[Data listing — start]
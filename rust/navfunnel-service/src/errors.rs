use axum::http::StatusCode;
use axum::response::{IntoResponse, Response};
use axum::Json;
use navfunnel_core::RouteError;
use serde::Serialize;
use thiserror::Error;

#[derive(Error, Debug)]
pub enum AppError {
    #[error("bad request: {0}")]
    BadRequest(String),
    #[error(transparent)]
    Route(#[from] RouteError),
    #[error(transparent)]
    Internal(#[from] anyhow::Error),
}

#[derive(Serialize)]
struct ErrorBody<'a> {
    error: ErrorPayload<'a>,
}

#[derive(Serialize)]
struct ErrorPayload<'a> {
    code: &'a str,
    message: String,
}

impl IntoResponse for AppError {
    fn into_response(self) -> Response {
        let (status, code, message) = match &self {
            AppError::BadRequest(msg) => (StatusCode::BAD_REQUEST, "bad_request", msg.clone()),
            // corridor must be regenerated upstream; never worth a retry
            AppError::Route(e) => (StatusCode::UNPROCESSABLE_ENTITY, e.code(), e.to_string()),
            AppError::Internal(e) => (StatusCode::INTERNAL_SERVER_ERROR, "internal", e.to_string()),
        };
        (status, Json(ErrorBody { error: ErrorPayload { code, message } })).into_response()
    }
}
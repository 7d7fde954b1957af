pub mod error;
pub mod funnel;
pub mod geometry;
pub mod models;
pub mod navmesh;
pub mod offset;
pub mod options;
pub mod portal;
pub mod shrink;

pub use error::{Result, RouteError};
pub use geometry::{Point3, Vector3};
pub use models::{Path, Triangle, TriangleList};
pub use navmesh::NavMesh;
pub use offset::spin_offset;
pub use options::ShrinkRange;
pub use portal::{Portal, PortalList};

pub fn version() -> &'static str { env!("CARGO_PKG_VERSION") }
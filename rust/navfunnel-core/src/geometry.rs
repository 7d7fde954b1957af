use std::ops::{Add, Mul, Sub};

use serde::{Deserialize, Serialize};

/// A position on the mesh. Serialized as `[x, y, z]`.
#[derive(Copy, Clone, Debug, Default, PartialEq, Serialize, Deserialize)]
#[serde(from = "[f64; 3]", into = "[f64; 3]")]
pub struct Point3 {
    pub x: f64,
    pub y: f64,
    pub z: f64,
}

/// A direction with magnitude, the difference of two points.
#[derive(Copy, Clone, Debug, Default, PartialEq)]
pub struct Vector3 {
    pub x: f64,
    pub y: f64,
    pub z: f64,
}

impl Point3 {
    #[inline]
    pub const fn new(x: f64, y: f64, z: f64) -> Self { Self { x, y, z } }

    /// Midpoint in the x-y plane; z is pinned to 0.
    #[inline]
    pub fn planar_midpoint(self, other: Point3) -> Point3 {
        Point3::new((self.x + other.x) / 2.0, (self.y + other.y) / 2.0, 0.0)
    }

    #[inline]
    pub fn distance(self, other: Point3) -> f64 { (other - self).length() }
}

impl Vector3 {
    #[inline]
    pub const fn new(x: f64, y: f64, z: f64) -> Self { Self { x, y, z } }

    #[inline]
    pub fn length(self) -> f64 { (self.x * self.x + self.y * self.y + self.z * self.z).sqrt() }

    /// Unit vector in the same direction. Returns `None` for the zero vector.
    #[inline]
    pub fn normalized(self) -> Option<Vector3> {
        let len = self.length();
        if len > 0.0 && len.is_finite() { Some(self * (1.0 / len)) } else { None }
    }

    /// z-component of `self x o`: positive when `o` is counter-clockwise of `self`.
    #[inline]
    pub fn cross_z(self, o: Vector3) -> f64 { self.x * o.y - self.y * o.x }
}

impl Sub for Point3 {
    type Output = Vector3;
    #[inline]
    fn sub(self, rhs: Point3) -> Vector3 { Vector3::new(self.x - rhs.x, self.y - rhs.y, self.z - rhs.z) }
}

impl Add<Vector3> for Point3 {
    type Output = Point3;
    #[inline]
    fn add(self, rhs: Vector3) -> Point3 { Point3::new(self.x + rhs.x, self.y + rhs.y, self.z + rhs.z) }
}

impl Mul<f64> for Vector3 {
    type Output = Vector3;
    #[inline]
    fn mul(self, s: f64) -> Vector3 { Vector3::new(self.x * s, self.y * s, self.z * s) }
}

impl From<[f64; 3]> for Point3 {
    fn from(a: [f64; 3]) -> Self { Point3::new(a[0], a[1], a[2]) }
}

impl From<Point3> for [f64; 3] {
    fn from(p: Point3) -> Self { [p.x, p.y, p.z] }
}
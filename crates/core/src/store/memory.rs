//! In-memory patient store for tests and single-process deployments.

use std::collections::HashMap;

use async_trait::async_trait;
use carelink_types::EmailAddress;
use tokio::sync::RwLock;
use uuid::Uuid;

use crate::error::{PatientError, PatientResult};
use crate::patient::{NewPatient, Patient, PatientUpdate};
use crate::store::PatientStore;

/// A `PatientStore` backed by a guarded `HashMap`.
///
/// Uniqueness enforcement: every write path takes the write guard before
/// checking for email collisions and holds it through the mutation, so the
/// check and the write are atomic with respect to concurrent writers.
#[derive(Debug, Default)]
pub struct MemoryStore {
    patients: RwLock<HashMap<Uuid, Patient>>,
}

impl MemoryStore {
    pub fn new() -> Self {
        Self::default()
    }
}

fn email_in_use(
    patients: &HashMap<Uuid, Patient>,
    email: &EmailAddress,
    exclude: Option<Uuid>,
) -> bool {
    patients
        .values()
        .any(|p| Some(p.id) != exclude && p.email == *email)
}

#[async_trait]
impl PatientStore for MemoryStore {
    async fn list(&self) -> PatientResult<Vec<Patient>> {
        let patients = self.patients.read().await;
        Ok(patients.values().cloned().collect())
    }

    async fn find_by_id(&self, id: Uuid) -> PatientResult<Patient> {
        let patients = self.patients.read().await;
        patients.get(&id).cloned().ok_or(PatientError::NotFound(id))
    }

    async fn exists_by_email(
        &self,
        email: &EmailAddress,
        exclude: Option<Uuid>,
    ) -> PatientResult<bool> {
        let patients = self.patients.read().await;
        Ok(email_in_use(&patients, email, exclude))
    }

    async fn insert(&self, new: NewPatient) -> PatientResult<Patient> {
        let mut patients = self.patients.write().await;

        if email_in_use(&patients, &new.email, None) {
            return Err(PatientError::DuplicateEmail(new.email));
        }

        let mut id = Uuid::new_v4();
        while patients.contains_key(&id) {
            id = Uuid::new_v4();
        }

        let patient = Patient {
            id,
            name: new.name,
            email: new.email,
            address: new.address,
            date_of_birth: new.date_of_birth,
            registered_date: new.registered_date,
        };
        patients.insert(id, patient.clone());
        Ok(patient)
    }

    async fn update(&self, id: Uuid, update: PatientUpdate) -> PatientResult<Patient> {
        let mut patients = self.patients.write().await;

        if !patients.contains_key(&id) {
            return Err(PatientError::NotFound(id));
        }
        if email_in_use(&patients, &update.email, Some(id)) {
            return Err(PatientError::DuplicateEmail(update.email));
        }

        let patient = patients
            .get_mut(&id)
            .ok_or(PatientError::NotFound(id))?;
        patient.apply(update);
        Ok(patient.clone())
    }

    async fn delete_by_id(&self, id: Uuid) -> PatientResult<()> {
        let mut patients = self.patients.write().await;
        patients
            .remove(&id)
            .map(|_| ())
            .ok_or(PatientError::NotFound(id))
    }
}

#[cfg(test)]
mod tests {
    use super::*;
    use carelink_types::PatientName;
    use chrono::NaiveDate;

    fn draft(email: &str) -> NewPatient {
        NewPatient {
            name: PatientName::new("Sarah Williams").unwrap(),
            email: EmailAddress::new(email).unwrap(),
            address: "12 Acacia Avenue".into(),
            date_of_birth: NaiveDate::from_ymd_opt(1992, 3, 20).unwrap(),
            registered_date: NaiveDate::from_ymd_opt(2026, 1, 23).unwrap(),
        }
    }

    fn update_for(patient: &Patient, email: &str) -> PatientUpdate {
        PatientUpdate {
            name: patient.name.clone(),
            email: EmailAddress::new(email).unwrap(),
            address: patient.address.clone(),
            date_of_birth: patient.date_of_birth,
        }
    }

    #[tokio::test]
    async fn insert_assigns_id_and_keeps_fields() {
        let store = MemoryStore::new();
        let new = draft("sarah@example.com");
        let patient = store.insert(new.clone()).await.unwrap();

        assert_eq!(patient.name, new.name);
        assert_eq!(patient.email, new.email);
        assert_eq!(patient.registered_date, new.registered_date);

        let found = store.find_by_id(patient.id).await.unwrap();
        assert_eq!(found, patient);
    }

    #[tokio::test]
    async fn insert_rejects_duplicate_email() {
        let store = MemoryStore::new();
        store.insert(draft("sarah@example.com")).await.unwrap();

        let err = store.insert(draft("sarah@example.com")).await.unwrap_err();
        assert!(matches!(err, PatientError::DuplicateEmail(_)));
    }

    #[tokio::test]
    async fn concurrent_inserts_with_same_email_admit_exactly_one() {
        let store = std::sync::Arc::new(MemoryStore::new());

        let a = {
            let store = store.clone();
            tokio::spawn(async move { store.insert(draft("race@example.com")).await })
        };
        let b = {
            let store = store.clone();
            tokio::spawn(async move { store.insert(draft("race@example.com")).await })
        };

        let (a, b) = (a.await.unwrap(), b.await.unwrap());
        let successes = [&a, &b].iter().filter(|r| r.is_ok()).count();
        assert_eq!(successes, 1);

        let loser = if a.is_err() { a } else { b };
        assert!(matches!(
            loser.unwrap_err(),
            PatientError::DuplicateEmail(_)
        ));
        assert_eq!(store.list().await.unwrap().len(), 1);
    }

    #[tokio::test]
    async fn exists_by_email_honours_exclusion() {
        let store = MemoryStore::new();
        let patient = store.insert(draft("sarah@example.com")).await.unwrap();
        let email = patient.email.clone();

        assert!(store.exists_by_email(&email, None).await.unwrap());
        assert!(!store
            .exists_by_email(&email, Some(patient.id))
            .await
            .unwrap());
        assert!(store
            .exists_by_email(&email, Some(Uuid::new_v4()))
            .await
            .unwrap());
    }

    #[tokio::test]
    async fn update_changes_only_mutable_fields() {
        let store = MemoryStore::new();
        let patient = store.insert(draft("sarah@example.com")).await.unwrap();

        let mut update = update_for(&patient, "sarah.w@example.com");
        update.address = "99 New Street".into();
        let updated = store.update(patient.id, update).await.unwrap();

        assert_eq!(updated.id, patient.id);
        assert_eq!(updated.registered_date, patient.registered_date);
        assert_eq!(updated.email.as_str(), "sarah.w@example.com");
        assert_eq!(updated.address, "99 New Street");
    }

    #[tokio::test]
    async fn update_to_own_email_succeeds() {
        let store = MemoryStore::new();
        let patient = store.insert(draft("sarah@example.com")).await.unwrap();

        let update = update_for(&patient, "sarah@example.com");
        assert!(store.update(patient.id, update).await.is_ok());
    }

    #[tokio::test]
    async fn update_to_anothers_email_is_rejected() {
        let store = MemoryStore::new();
        store.insert(draft("first@example.com")).await.unwrap();
        let second = store.insert(draft("second@example.com")).await.unwrap();

        let err = store
            .update(second.id, update_for(&second, "first@example.com"))
            .await
            .unwrap_err();
        assert!(matches!(err, PatientError::DuplicateEmail(_)));
    }

    #[tokio::test]
    async fn update_of_missing_record_reports_not_found() {
        let store = MemoryStore::new();
        let ghost = Uuid::new_v4();
        let patient = Patient {
            id: ghost,
            name: PatientName::new("Ghost").unwrap(),
            email: EmailAddress::new("ghost@example.com").unwrap(),
            address: String::new(),
            date_of_birth: NaiveDate::from_ymd_opt(1990, 1, 1).unwrap(),
            registered_date: NaiveDate::from_ymd_opt(2026, 1, 1).unwrap(),
        };

        let err = store
            .update(ghost, update_for(&patient, "ghost@example.com"))
            .await
            .unwrap_err();
        assert!(matches!(err, PatientError::NotFound(id) if id == ghost));
    }

    #[tokio::test]
    async fn delete_then_find_reports_not_found() {
        let store = MemoryStore::new();
        let patient = store.insert(draft("sarah@example.com")).await.unwrap();

        store.delete_by_id(patient.id).await.unwrap();
        let err = store.find_by_id(patient.id).await.unwrap_err();
        assert!(matches!(err, PatientError::NotFound(_)));
    }

    #[tokio::test]
    async fn delete_of_absent_record_reports_not_found() {
        let store = MemoryStore::new();
        let err = store.delete_by_id(Uuid::new_v4()).await.unwrap_err();
        assert!(matches!(err, PatientError::NotFound(_)));
    }
}
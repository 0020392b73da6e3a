//! # Carelink Core
//!
//! Core business logic for the carelink patient management service.
//!
//! This crate contains the domain model and the orchestration around a single
//! patient mutation:
//! - The `Patient` entity and its validated field types
//! - The `PatientStore` contract plus an in-memory implementation
//! - Contracts for the billing provisioning client and the event publisher
//! - The `PatientService` orchestrator that sequences storage, billing and
//!   event publication for create/update/delete
//!
//! **No API concerns**: HTTP servers, gRPC transport and wire DTOs belong in
//! `api-rest`, `billing-grpc` and `api-shared`.

pub mod billing;
pub mod config;
pub mod error;
pub mod events;
pub mod patient;
pub mod service;
pub mod store;

pub use billing::{BillingAck, BillingClient, BillingError};
pub use config::{billing_timeout_from_env_value, CoreConfig};
pub use error::{PatientError, PatientResult};
pub use events::{EventPublisher, PatientCreatedEvent};
pub use patient::{NewPatient, Patient, PatientUpdate};
pub use service::PatientService;
pub use store::{MemoryStore, PatientStore};
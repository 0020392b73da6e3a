use carelink_types::EmailAddress;
use uuid::Uuid;

use crate::billing::BillingError;

/// Errors produced by patient operations.
///
/// `DuplicateEmail` and `NotFound` are expected business outcomes and leave
/// no state behind. `BillingProvisioning` is reported *after* the patient
/// record has been persisted; the record named by `patient_id` exists and is
/// not rolled back. `Storage` is a transport/availability fault of the store
/// and aborts the whole operation with nothing persisted.
#[derive(Debug, thiserror::Error)]
pub enum PatientError {
    #[error("a patient with email {0} already exists")]
    DuplicateEmail(EmailAddress),
    #[error("patient not found: {0}")]
    NotFound(Uuid),
    #[error("billing provisioning failed for persisted patient {patient_id}: {source}")]
    BillingProvisioning {
        patient_id: Uuid,
        #[source]
        source: BillingError,
    },
    #[error("invalid input: {0}")]
    InvalidInput(String),
    #[error("storage failure: {0}")]
    Storage(String),
}

pub type PatientResult<T> = std::result::Result<T, PatientError>;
[Data listing — finish]
- _Exercise instructions_: Copy the records above faithfully. Begin at their first line, end at the line containing "fn into_response(self) ->", and include nothing else.

- _Your response_:
filename rust/navfunnel-service/src/errors.rs
use axum::http::StatusCode;
use axum::response::{IntoResponse, Response};
use axum::Json;
use navfunnel_core::RouteError;
use serde::Serialize;
use thiserror::Error;

#[derive(Error, Debug)]
pub enum AppError {
    #[error("bad request: {0}")]
    BadRequest(String),
    #[error(transparent)]
    Route(#[from] RouteError),
    #[error(transparent)]
    Internal(#[from] anyhow::Error),
}

#[derive(Serialize)]
struct ErrorBody<'a> {
    error: ErrorPayload<'a>,
}

#[derive(Serialize)]
struct ErrorPayload<'a> {
    code: &'a str,
    message: String,
}

impl IntoResponse for AppError {
    fn into_response(self) -> Response {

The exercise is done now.